Geneoscopy begins enrolment in trial of colorectal cancer screening test

The single-arm study will evaluate the assay’s safety and efficacy in more than 12,000 subjects in the US. 

Geneoscopy has enrolled the first subjects in the CRC-PREVENT clinical trial of its non-invasive, at-home diagnostic screening test to prevent colorectal cancers (CRC).

The RNA-FIT assay can potentially identify colorectal neoplasms, which includes advanced adenomas, in people at average risk.

No identified co-morbidities linked to cancer risk are seen in this group of individuals and such cancers are difficult to detect, Geneoscopy noted.

In January last year, the US Food and Drug Administration awarded breakthrough device status to the test.

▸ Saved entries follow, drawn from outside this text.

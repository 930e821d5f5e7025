use std::fmt;

/// Opaque bearer token identifying the operator to the admin API.
///
/// The token is never inspected here; the authentication service owns it.
#[derive(Clone, PartialEq, Eq)]
pub struct CallerIdentity(String);

impl CallerIdentity {
    /// Returns `None` for blank tokens so an empty header counts as absent.
    pub fn new(token: impl Into<String>) -> Option<Self> {
        let token = token.into();
        if token.trim().is_empty() {
            None
        } else {
            Some(Self(token))
        }
    }

    pub fn token(&self) -> &str {
        &self.0
    }
}

// Keep tokens out of logs.
impl fmt::Debug for CallerIdentity {
    fn fmt(&self, f: &mut fmt::Formatter<'_>) -> fmt::Result {
        f.write_str("CallerIdentity(***)")
    }
}
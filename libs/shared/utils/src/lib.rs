pub mod extractor;
pub mod test_utils;

pub use extractor::caller_identity;
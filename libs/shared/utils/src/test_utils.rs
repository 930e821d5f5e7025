use std::sync::Arc;

use serde_json::{json, Value};

use shared_config::AppConfig;

pub const TEST_OPERATOR_TOKEN: &str = "test-operator-token";

pub struct TestConfig {
    pub admin_api_url: String,
    pub hospital_id: i64,
    pub store_timeout_secs: u64,
}

impl Default for TestConfig {
    fn default() -> Self {
        Self {
            admin_api_url: "http://localhost:8080".to_string(),
            hospital_id: 1,
            store_timeout_secs: 2,
        }
    }
}

impl TestConfig {
    pub fn with_admin_url(url: &str) -> Self {
        Self {
            admin_api_url: url.to_string(),
            ..Self::default()
        }
    }

    pub fn to_app_config(&self) -> AppConfig {
        AppConfig {
            admin_api_url: self.admin_api_url.clone(),
            hospital_id: self.hospital_id,
            store_timeout_secs: self.store_timeout_secs,
            board_idle_secs: 1800,
            server_port: 0,
        }
    }

    pub fn to_arc(&self) -> Arc<AppConfig> {
        Arc::new(self.to_app_config())
    }
}

/// JSON bodies shaped like the hospital admin API's responses.
pub struct MockAdminResponses;

impl MockAdminResponses {
    pub fn envelope(code: &str, data: Value) -> Value {
        json!({
            "code": code,
            "message": "success",
            "data": data
        })
    }

    pub fn exception(exception_id: i64, time: &str) -> Value {
        json!({
            "exceptionId": exception_id,
            "exceptionTime": format!("{}:00", time),
        })
    }

    pub fn created_exception(exception_id: i64, department_id: i64, date: &str, time: &str) -> Value {
        json!({
            "exceptionId": exception_id,
            "departmentId": department_id,
            "exceptionDate": date,
            "exceptionTime": format!("{}:00", time),
        })
    }

    pub fn reservation_by_id(appointment_id: i64, department_id: i64, time: &str) -> Value {
        json!({
            "appointmentId": appointment_id,
            "departmentId": department_id,
            "appointmentTime": format!("{}:00", time),
            "memberName": "Test Patient",
            "status": "BOOKED"
        })
    }

    pub fn reservation_by_name(appointment_id: i64, department: &str, time: &str) -> Value {
        json!({
            "appointmentId": appointment_id,
            "department": department,
            "appointmentTime": format!("{}:00", time),
            "memberName": "Test Patient",
            "status": "BOOKED"
        })
    }

    pub fn departments() -> Value {
        Self::envelope(
            "HOSPITAL_3002",
            json!([
                { "departmentId": 10, "name": "Cardiology" },
                { "departmentId": 11, "name": "Dermatology" }
            ]),
        )
    }
}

The prospective, single-arm clinical trial will assess the safety and efficacy of Geneoscopy’s test in more than 12,000 subjects in the US.

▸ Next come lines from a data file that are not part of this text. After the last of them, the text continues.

use std::fmt;
use std::str::FromStr;

use chrono::{NaiveDate, NaiveTime, Timelike};
use serde::{Deserialize, Deserializer, Serialize, Serializer};
use uuid::Uuid;

use shared_models::identity::CallerIdentity;

use crate::error::TimeSlotError;

pub type DepartmentId = i64;
pub type ExceptionId = i64;
pub type AppointmentId = i64;

// ==============================================================================
// TIME POINTS
// ==============================================================================

/// One bookable hour:minute mark on the daily grid.
#[derive(Debug, Clone, Copy, PartialEq, Eq, Hash, PartialOrd, Ord)]
pub struct TimePoint(NaiveTime);

impl TimePoint {
    pub fn new(hour: u32, minute: u32) -> Option<Self> {
        NaiveTime::from_hms_opt(hour, minute, 0).map(Self)
    }

    pub fn hour(&self) -> u32 {
        self.0.hour()
    }

    pub fn minute(&self) -> u32 {
        self.0.minute()
    }

    pub fn session(&self) -> DaySession {
        if self.hour() < 12 {
            DaySession::Morning
        } else {
            DaySession::Afternoon
        }
    }
}

impl FromStr for TimePoint {
    type Err = TimeSlotError;

    /// Accepts `HH:MM` followed by anything (seconds, fractions, offsets);
    /// only hour and minute are kept.
    fn from_str(raw: &str) -> Result<Self, Self::Err> {
        let invalid = || TimeSlotError::InvalidTimePoint(raw.to_string());
        let trimmed = raw.trim();

        let (hour, rest) = trimmed.split_once(':').ok_or_else(invalid)?;
        let minute = rest.get(..2).ok_or_else(invalid)?;

        if hour.is_empty()
            || hour.len() > 2
            || !hour.chars().all(|c| c.is_ascii_digit())
            || !minute.chars().all(|c| c.is_ascii_digit())
        {
            return Err(invalid());
        }

        let hour: u32 = hour.parse().map_err(|_| invalid())?;
        let minute: u32 = minute.parse().map_err(|_| invalid())?;

        Self::new(hour, minute).ok_or_else(invalid)
    }
}

impl fmt::Display for TimePoint {
    fn fmt(&self, f: &mut fmt::Formatter<'_>) -> fmt::Result {
        write!(f, "{:02}:{:02}", self.hour(), self.minute())
    }
}

impl Serialize for TimePoint {
    fn serialize<S: Serializer>(&self, serializer: S) -> Result<S::Ok, S::Error> {
        serializer.collect_str(self)
    }
}

impl<'de> Deserialize<'de> for TimePoint {
    fn deserialize<D: Deserializer<'de>>(deserializer: D) -> Result<Self, D::Error> {
        let raw = String::deserialize(deserializer)?;
        raw.parse().map_err(serde::de::Error::custom)
    }
}

#[derive(Debug, Clone, Copy, PartialEq, Eq, Hash, Serialize, Deserialize)]
#[serde(rename_all = "snake_case")]
pub enum DaySession {
    Morning,
    Afternoon,
}

// ==============================================================================
// SLOTS & STAGING
// ==============================================================================

#[derive(Debug, Clone, Copy, PartialEq, Eq, Serialize, Deserialize)]
#[serde(rename_all = "snake_case")]
pub enum SlotStatus {
    Open,
    Blocked,
    Reserved,
    PendingBlock,
    PendingUnblock,
}

impl SlotStatus {
    /// Status after an operator toggle, or `None` for reserved slots.
    ///
    /// Open and PendingUnblock both move to PendingBlock; Blocked and
    /// PendingBlock both move to PendingUnblock. Toggling twice therefore
    /// does not return to a persisted status.
    pub fn toggled(self) -> Option<SlotStatus> {
        match self {
            SlotStatus::Open | SlotStatus::PendingUnblock => Some(SlotStatus::PendingBlock),
            SlotStatus::Blocked | SlotStatus::PendingBlock => Some(SlotStatus::PendingUnblock),
            SlotStatus::Reserved => None,
        }
    }

    pub fn is_pending(self) -> bool {
        matches!(self, SlotStatus::PendingBlock | SlotStatus::PendingUnblock)
    }

    pub fn staging_intent(self) -> Option<StagingIntent> {
        match self {
            SlotStatus::PendingBlock => Some(StagingIntent::Block),
            SlotStatus::PendingUnblock => Some(StagingIntent::Unblock),
            _ => None,
        }
    }
}

#[derive(Debug, Clone, PartialEq, Eq, Serialize, Deserialize)]
#[serde(rename_all = "camelCase")]
pub struct Slot {
    pub time: TimePoint,
    pub status: SlotStatus,
    pub exception_id: Option<ExceptionId>,
}

impl Slot {
    pub fn open(time: TimePoint) -> Self {
        Self {
            time,
            status: SlotStatus::Open,
            exception_id: None,
        }
    }
}

#[derive(Debug, Clone, Copy, PartialEq, Eq, Serialize, Deserialize)]
#[serde(rename_all = "snake_case")]
pub enum StagingIntent {
    Block,
    Unblock,
}

impl StagingIntent {
    pub fn pending_status(self) -> SlotStatus {
        match self {
            StagingIntent::Block => SlotStatus::PendingBlock,
            StagingIntent::Unblock => SlotStatus::PendingUnblock,
        }
    }

    /// Status the slot has once this intent is persisted.
    pub fn target_status(self) -> SlotStatus {
        match self {
            StagingIntent::Block => SlotStatus::Blocked,
            StagingIntent::Unblock => SlotStatus::Open,
        }
    }
}

#[derive(Debug, Clone, Copy, PartialEq, Eq, Serialize, Deserialize)]
#[serde(rename_all = "camelCase")]
pub struct StagingEntry {
    pub time: TimePoint,
    pub intent: StagingIntent,
}

// ==============================================================================
// STORE RECORDS
// ==============================================================================

/// Administrative block of one time point.
#[derive(Debug, Clone, PartialEq, Eq, Serialize, Deserialize)]
#[serde(rename_all = "camelCase")]
pub struct Exception {
    pub exception_id: ExceptionId,
    pub department_id: DepartmentId,
    pub date: NaiveDate,
    pub time: TimePoint,
}

/// Confirmed patient booking. Upstream records name their department either
/// by id or by display name, so both are optional here.
#[derive(Debug, Clone, PartialEq, Eq, Serialize, Deserialize)]
#[serde(rename_all = "camelCase")]
pub struct Reservation {
    pub appointment_id: AppointmentId,
    pub department_id: Option<DepartmentId>,
    pub department_name: Option<String>,
    pub date: NaiveDate,
    pub time: TimePoint,
}

#[derive(Debug, Clone, PartialEq, Eq, Serialize, Deserialize)]
#[serde(rename_all = "camelCase")]
pub struct Department {
    pub department_id: DepartmentId,
    pub name: String,
}

impl Department {
    pub fn new(department_id: DepartmentId, name: impl Into<String>) -> Self {
        Self {
            department_id,
            name: name.into(),
        }
    }
}

// ==============================================================================
// SESSION CONTEXT
// ==============================================================================

/// Everything a core operation needs to know about who is editing what.
#[derive(Debug, Clone)]
pub struct SessionContext {
    pub department_id: Option<DepartmentId>,
    pub date: NaiveDate,
    pub identity: Option<CallerIdentity>,
}

impl SessionContext {
    pub fn new(date: NaiveDate) -> Self {
        Self {
            department_id: None,
            date,
            identity: None,
        }
    }

    pub fn with_department(mut self, department_id: DepartmentId) -> Self {
        self.department_id = Some(department_id);
        self
    }

    pub fn with_identity(mut self, identity: Option<CallerIdentity>) -> Self {
        self.identity = identity;
        self
    }

    pub fn require_department(&self) -> Result<DepartmentId, TimeSlotError> {
        self.department_id.ok_or(TimeSlotError::NoDepartmentSelected)
    }

    pub fn require_identity(&self) -> Result<&CallerIdentity, TimeSlotError> {
        self.identity.as_ref().ok_or(TimeSlotError::Unauthenticated)
    }
}

// ==============================================================================
// OUTCOMES
// ==============================================================================

#[derive(Debug, Clone, PartialEq, Eq, Serialize)]
#[serde(tag = "outcome", rename_all = "snake_case")]
pub enum CommitResult {
    NoChanges,
    Committed {
        succeeded: Vec<TimePoint>,
    },
    PartialFailure {
        succeeded: Vec<TimePoint>,
        failed: Vec<TimePoint>,
    },
}

#[derive(Debug, Clone, PartialEq, Eq, Serialize)]
#[serde(tag = "state", rename_all = "snake_case")]
pub enum RefreshStatus {
    Synced,
    /// The store could not be read; the grid shows every slot open.
    Degraded { reason: String },
    AwaitingDepartment,
}

// ==============================================================================
// HTTP REQUEST / RESPONSE MODELS
// ==============================================================================

#[derive(Debug, Clone, Serialize, Deserialize)]
#[serde(rename_all = "camelCase")]
pub struct CreateBoardRequest {
    pub date: NaiveDate,
    pub department_id: Option<DepartmentId>,
}

#[derive(Debug, Clone, Serialize, Deserialize)]
#[serde(rename_all = "camelCase")]
pub struct SelectDepartmentRequest {
    pub department_id: DepartmentId,
}

#[derive(Debug, Clone, Serialize, Deserialize)]
#[serde(rename_all = "camelCase")]
pub struct SelectDateRequest {
    pub date: NaiveDate,
}

#[derive(Debug, Clone, Serialize)]
#[serde(rename_all = "camelCase")]
pub struct SlotGroup {
    pub session: DaySession,
    pub slots: Vec<Slot>,
}

#[derive(Debug, Clone, Serialize)]
#[serde(rename_all = "camelCase")]
pub struct BoardView {
    pub board_id: Uuid,
    pub department_id: Option<DepartmentId>,
    pub date: NaiveDate,
    pub sessions: Vec<SlotGroup>,
    pub staging: Vec<StagingEntry>,
}

#[derive(Debug, Clone, Serialize)]
#[serde(rename_all = "camelCase")]
pub struct BoardResponse {
    pub board: BoardView,
    #[serde(skip_serializing_if = "Option::is_none")]
    pub refresh: Option<RefreshStatus>,
    #[serde(skip_serializing_if = "Option::is_none")]
    pub commit: Option<CommitResult>,
}

#[derive(Debug, Clone, Serialize)]
#[serde(rename_all = "camelCase")]
pub struct ToggleResponse {
    pub slot: Slot,
    pub staging: Vec<StagingEntry>,
}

For the trial, patients will provide samples through the mail and receive an optical colonoscopy examination.

All substantial lesions detected during colonoscopy will be sent for biopsy or removed and undergo histopathological analysis.

To evaluate sensitivities and specificities for colorectal cancer, advanced adenomas, non-advanced adenomas, benign hyperplastic polyps and colonoscopies without findings, a comparative analysis will be conducted by the company.

Geneoscopy co-founder and chief scientific officer Dr Erica Barnell said: “We are pleased to initiate this important study and validate the use of Geneoscopy’s RNA-FIT assay as a valuable non-invasive tool to help prevent cancer through routine colorectal cancer screening.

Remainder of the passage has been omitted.